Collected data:
//! Turso Embedded / libSQL storage layer.
//!
//! The [`Storage`] struct wraps a libSQL database holding the collaborator
//! tables (projects, documents, annotations) and the pipeline's own rows
//! (pages, disciplines).
//!
//! **Write rules:**
//! - every write takes the storage write lock, so concurrent Pass 1 workers
//!   never interleave statements on the shared connection
//! - a status change and the output it certifies are one `UPDATE`
//! - status changes are conditional on the allowed predecessor statuses

mod disciplines;
mod migrations;
mod pages;

use std::path::Path;

use chrono::{DateTime, Utc};
use libsql::{Connection, Database, params};
use planindex_shared::{Annotation, PlanIndexError, Result, TextFragment};
use serde::Serialize;
use serde::de::DeserializeOwned;
use tokio::sync::{Mutex, MutexGuard};

pub use disciplines::DisciplineCounts;
pub use pages::{AnnotatedPage, PageCounts, ResetCounts};

/// Primary storage handle wrapping a libSQL database.
pub struct Storage {
    #[allow(dead_code)]
    db: Database,
    conn: Connection,
    write_lock: Mutex<()>,
}

/// A project row.
#[derive(Debug, Clone)]
pub struct ProjectRow {
    pub id: String,
    pub name: String,
    pub created_at: DateTime<Utc>,
}

/// A document row.
#[derive(Debug, Clone)]
pub struct DocumentRow {
    pub id: String,
    pub project_id: String,
    pub name: String,
}

impl Storage {
    /// Open or create a database at `path`.
    pub async fn open(path: &Path) -> Result<Self> {
        // Ensure parent directory exists
        if let Some(parent) = path.parent() {
            std::fs::create_dir_all(parent).map_err(|e| PlanIndexError::io(parent, e))?;
        }

        let db = libsql::Builder::new_local(path)
            .build()
            .await
            .map_err(db_err)?;

        let conn = db.connect().map_err(db_err)?;

        let storage = Self {
            db,
            conn,
            write_lock: Mutex::new(()),
        };
        storage.run_migrations().await?;
        Ok(storage)
    }

    /// Run pending schema migrations.
    async fn run_migrations(&self) -> Result<()> {
        let current_version = self.get_schema_version().await;

        for migration in migrations::all_migrations() {
            if migration.version > current_version {
                tracing::info!(
                    version = migration.version,
                    description = migration.description,
                    "applying migration"
                );
                self.conn
                    .execute_batch(migration.sql)
                    .await
                    .map_err(|e| {
                        PlanIndexError::Storage(format!(
                            "migration v{} failed: {e}",
                            migration.version
                        ))
                    })?;
            }
        }
        Ok(())
    }

    /// Get the current schema version, or 0 if no migrations have been applied.
    async fn get_schema_version(&self) -> u32 {
        let result = self
            .conn
            .query("SELECT MAX(version) FROM schema_migrations", params![])
            .await;

        match result {
            Ok(mut rows) => {
                if let Ok(Some(row)) = rows.next().await {
                    row.get::<u32>(0).unwrap_or(0)
                } else {
                    0
                }
            }
            Err(_) => 0, // Table doesn't exist yet
        }
    }

    /// Serialize writers on the shared connection.
    async fn writer(&self) -> MutexGuard<'_, ()> {
        self.write_lock.lock().await
    }

    // -----------------------------------------------------------------------
    // Projects and documents
    // -----------------------------------------------------------------------

    /// Insert a project record.
    pub async fn insert_project(&self, id: &str, name: &str) -> Result<()> {
        let _guard = self.writer().await;
        let now = Utc::now().to_rfc3339();
        self.conn
            .execute(
                "INSERT INTO projects (id, name, created_at) VALUES (?1, ?2, ?3)",
                params![id, name, now.as_str()],
            )
            .await
            .map_err(db_err)?;
        Ok(())
    }

    /// Get a project by ID.
    pub async fn get_project(&self, id: &str) -> Result<Option<ProjectRow>> {
        let mut rows = self
            .conn
            .query(
                "SELECT id, name, created_at FROM projects WHERE id = ?1",
                params![id],
            )
            .await
            .map_err(db_err)?;

        match rows.next().await {
            Ok(Some(row)) => Ok(Some(ProjectRow {
                id: row.get::<String>(0).map_err(db_err)?,
                name: row.get::<String>(1).map_err(db_err)?,
                created_at: parse_timestamp(&row.get::<String>(2).map_err(db_err)?)?,
            })),
            Ok(None) => Ok(None),
            Err(e) => Err(db_err(e)),
        }
    }

    /// Get a project by ID, failing with `NotFound` when it is missing.
    pub async fn require_project(&self, id: &str) -> Result<ProjectRow> {
        self.get_project(id)
            .await?
            .ok_or_else(|| PlanIndexError::not_found("project", id))
    }

    /// List all projects. Returns `Vec<(id, name)>`.
    pub async fn list_projects(&self) -> Result<Vec<(String, String)>> {
        let mut rows = self
            .conn
            .query("SELECT id, name FROM projects ORDER BY name", params![])
            .await
            .map_err(db_err)?;

        let mut results = Vec::new();
        while let Some(row) = rows.next().await.map_err(db_err)? {
            results.push((
                row.get::<String>(0).map_err(db_err)?,
                row.get::<String>(1).map_err(db_err)?,
            ));
        }
        Ok(results)
    }

    /// Insert a document record.
    pub async fn insert_document(&self, id: &str, project_id: &str, name: &str) -> Result<()> {
        let _guard = self.writer().await;
        let now = Utc::now().to_rfc3339();
        self.conn
            .execute(
                "INSERT INTO documents (id, project_id, name, created_at) VALUES (?1, ?2, ?3, ?4)",
                params![id, project_id, name, now.as_str()],
            )
            .await
            .map_err(db_err)?;
        Ok(())
    }

    /// List documents for a project.
    pub async fn list_documents(&self, project_id: &str) -> Result<Vec<DocumentRow>> {
        let mut rows = self
            .conn
            .query(
                "SELECT id, project_id, name FROM documents WHERE project_id = ?1 ORDER BY name",
                params![project_id],
            )
            .await
            .map_err(db_err)?;

        let mut results = Vec::new();
        while let Some(row) = rows.next().await.map_err(db_err)? {
            results.push(DocumentRow {
                id: row.get::<String>(0).map_err(db_err)?,
                project_id: row.get::<String>(1).map_err(db_err)?,
                name: row.get::<String>(2).map_err(db_err)?,
            });
        }
        Ok(results)
    }

    // -----------------------------------------------------------------------
    // Annotations
    // -----------------------------------------------------------------------

    /// Insert an annotation record.
    pub async fn insert_annotation(&self, annotation: &Annotation) -> Result<()> {
        let fragments = if annotation.text_fragments.is_empty() {
            None
        } else {
            Some(to_json(&annotation.text_fragments)?)
        };

        let _guard = self.writer().await;
        self.conn
            .execute(
                "INSERT INTO annotations (id, document_id, page_number, title, description, analysis, text_fragments_json)
                 VALUES (?1, ?2, ?3, ?4, ?5, ?6, ?7)",
                params![
                    annotation.id.as_str(),
                    annotation.document_id.as_str(),
                    i64::from(annotation.page_number),
                    annotation.title.as_str(),
                    annotation.description.as_deref(),
                    annotation.analysis.as_deref(),
                    fragments,
                ],
            )
            .await
            .map_err(db_err)?;
        Ok(())
    }

    /// Annotations on one page, in insertion order.
    pub async fn annotations_for_page(
        &self,
        document_id: &str,
        page_number: u32,
    ) -> Result<Vec<Annotation>> {
        let mut rows = self
            .conn
            .query(
                "SELECT id, document_id, page_number, title, description, analysis, text_fragments_json
                 FROM annotations WHERE document_id = ?1 AND page_number = ?2
                 ORDER BY rowid",
                params![document_id, i64::from(page_number)],
            )
            .await
            .map_err(db_err)?;

        let mut results = Vec::new();
        while let Some(row) = rows.next().await.map_err(db_err)? {
            results.push(row_to_annotation(&row)?);
        }
        Ok(results)
    }
}

// ---------------------------------------------------------------------------
// Row helpers
// ---------------------------------------------------------------------------

/// Map a libSQL error into the storage variant.
pub(crate) fn db_err(e: libsql::Error) -> PlanIndexError {
    PlanIndexError::Storage(e.to_string())
}

pub(crate) fn to_json<T: Serialize + ?Sized>(value: &T) -> Result<String> {
    serde_json::to_string(value).map_err(|e| PlanIndexError::Storage(e.to_string()))
}

/// Decode a nullable JSON column.
pub(crate) fn from_json_opt<T: DeserializeOwned>(
    column: &str,
    raw: Option<String>,
) -> Result<Option<T>> {
    match raw {
        Some(text) if !text.is_empty() => serde_json::from_str(&text)
            .map(Some)
            .map_err(|e| PlanIndexError::Storage(format!("invalid {column} JSON: {e}"))),
        _ => Ok(None),
    }
}

pub(crate) fn parse_timestamp(s: &str) -> Result<DateTime<Utc>> {
    DateTime::parse_from_rfc3339(s)
        .map(|dt| dt.with_timezone(&Utc))
        .map_err(|e| PlanIndexError::Storage(format!("invalid date: {e}")))
}

/// Render a set of enum statuses as a SQL `IN` list. Values come from
/// `as_str()` of closed enums, never from callers.
pub(crate) fn in_list<'a>(values: impl IntoIterator<Item = &'a str>) -> String {
    values
        .into_iter()
        .map(|v| format!("'{v}'"))
        .collect::<Vec<_>>()
        .join(", ")
}

fn row_to_annotation(row: &libsql::Row) -> Result<Annotation> {
    let fragments: Option<Vec<TextFragment>> =
        from_json_opt("text_fragments_json", row.get::<String>(6).ok())?;
    Ok(Annotation {
        id: row.get::<String>(0).map_err(db_err)?,
        document_id: row.get::<String>(1).map_err(db_err)?,
        page_number: row.get::<i64>(2).map_err(db_err)? as u32,
        title: row.get::<String>(3).map_err(db_err)?,
        description: row.get::<String>(4).ok(),
        analysis: row.get::<String>(5).ok(),
        text_fragments: fragments.unwrap_or_default(),
    })
}

#[cfg(test)]
pub(crate) mod test_support {
    use super::*;
    use uuid::Uuid;

    /// Create a temp file storage for testing.
    pub async fn test_storage() -> Storage {
        let tmp = std::env::temp_dir().join(format!("pi_test_{}.db", Uuid::now_v7()));
        Storage::open(&tmp).await.expect("open test db")
    }

    /// Seed a project with one document and return `(project_id, document_id)`.
    pub async fn seed_project(storage: &Storage, document_name: &str) -> (String, String) {
        let project_id = Uuid::now_v7().to_string();
        let document_id = Uuid::now_v7().to_string();
        storage
            .insert_project(&project_id, "test-project")
            .await
            .expect("insert project");
        storage
            .insert_document(&document_id, &project_id, document_name)
            .await
            .expect("insert document");
        (project_id, document_id)
    }

    pub async fn add_document(storage: &Storage, project_id: &str, name: &str) -> String {
        let document_id = Uuid::now_v7().to_string();
        storage
            .insert_document(&document_id, project_id, name)
            .await
            .expect("insert document");
        document_id
    }

    pub async fn annotate(storage: &Storage, document_id: &str, page_number: u32, title: &str) {
        let annotation = Annotation {
            id: Uuid::now_v7().to_string(),
            document_id: document_id.to_string(),
            page_number,
            title: title.to_string(),
            description: None,
            analysis: Some(format!("{title} analysis")),
            text_fragments: vec![],
        };
        storage
            .insert_annotation(&annotation)
            .await
            .expect("insert annotation");
    }
}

*Work to be completed*
Only the lines from the beginning of the entries through the line bearing "async fn run_migrations(&self)" should be returned, each exactly as written.

*Expected output*
//! Turso Embedded / libSQL storage layer.
//!
//! The [`Storage`] struct wraps a libSQL database holding the collaborator
//! tables (projects, documents, annotations) and the pipeline's own rows
//! (pages, disciplines).
//!
//! **Write rules:**
//! - every write takes the storage write lock, so concurrent Pass 1 workers
//!   never interleave statements on the shared connection
//! - a status change and the output it certifies are one `UPDATE`
//! - status changes are conditional on the allowed predecessor statuses

mod disciplines;
mod migrations;
mod pages;

use std::path::Path;

use chrono::{DateTime, Utc};
use libsql::{Connection, Database, params};
use planindex_shared::{Annotation, PlanIndexError, Result, TextFragment};
use serde::Serialize;
use serde::de::DeserializeOwned;
use tokio::sync::{Mutex, MutexGuard};

pub use disciplines::DisciplineCounts;
pub use pages::{AnnotatedPage, PageCounts, ResetCounts};

/// Primary storage handle wrapping a libSQL database.
pub struct Storage {
    #[allow(dead_code)]
    db: Database,
    conn: Connection,
    write_lock: Mutex<()>,
}

/// A project row.
#[derive(Debug, Clone)]
pub struct ProjectRow {
    pub id: String,
    pub name: String,
    pub created_at: DateTime<Utc>,
}

/// A document row.
#[derive(Debug, Clone)]
pub struct DocumentRow {
    pub id: String,
    pub project_id: String,
    pub name: String,
}

impl Storage {
    /// Open or create a database at `path`.
    pub async fn open(path: &Path) -> Result<Self> {
        // Ensure parent directory exists
        if let Some(parent) = path.parent() {
            std::fs::create_dir_all(parent).map_err(|e| PlanIndexError::io(parent, e))?;
        }

        let db = libsql::Builder::new_local(path)
            .build()
            .await
            .map_err(db_err)?;

        let conn = db.connect().map_err(db_err)?;

        let storage = Self {
            db,
            conn,
            write_lock: Mutex::new(()),
        };
        storage.run_migrations().await?;
        Ok(storage)
    }

    /// Run pending schema migrations.
    async fn run_migrations(&self) -> Result<()> {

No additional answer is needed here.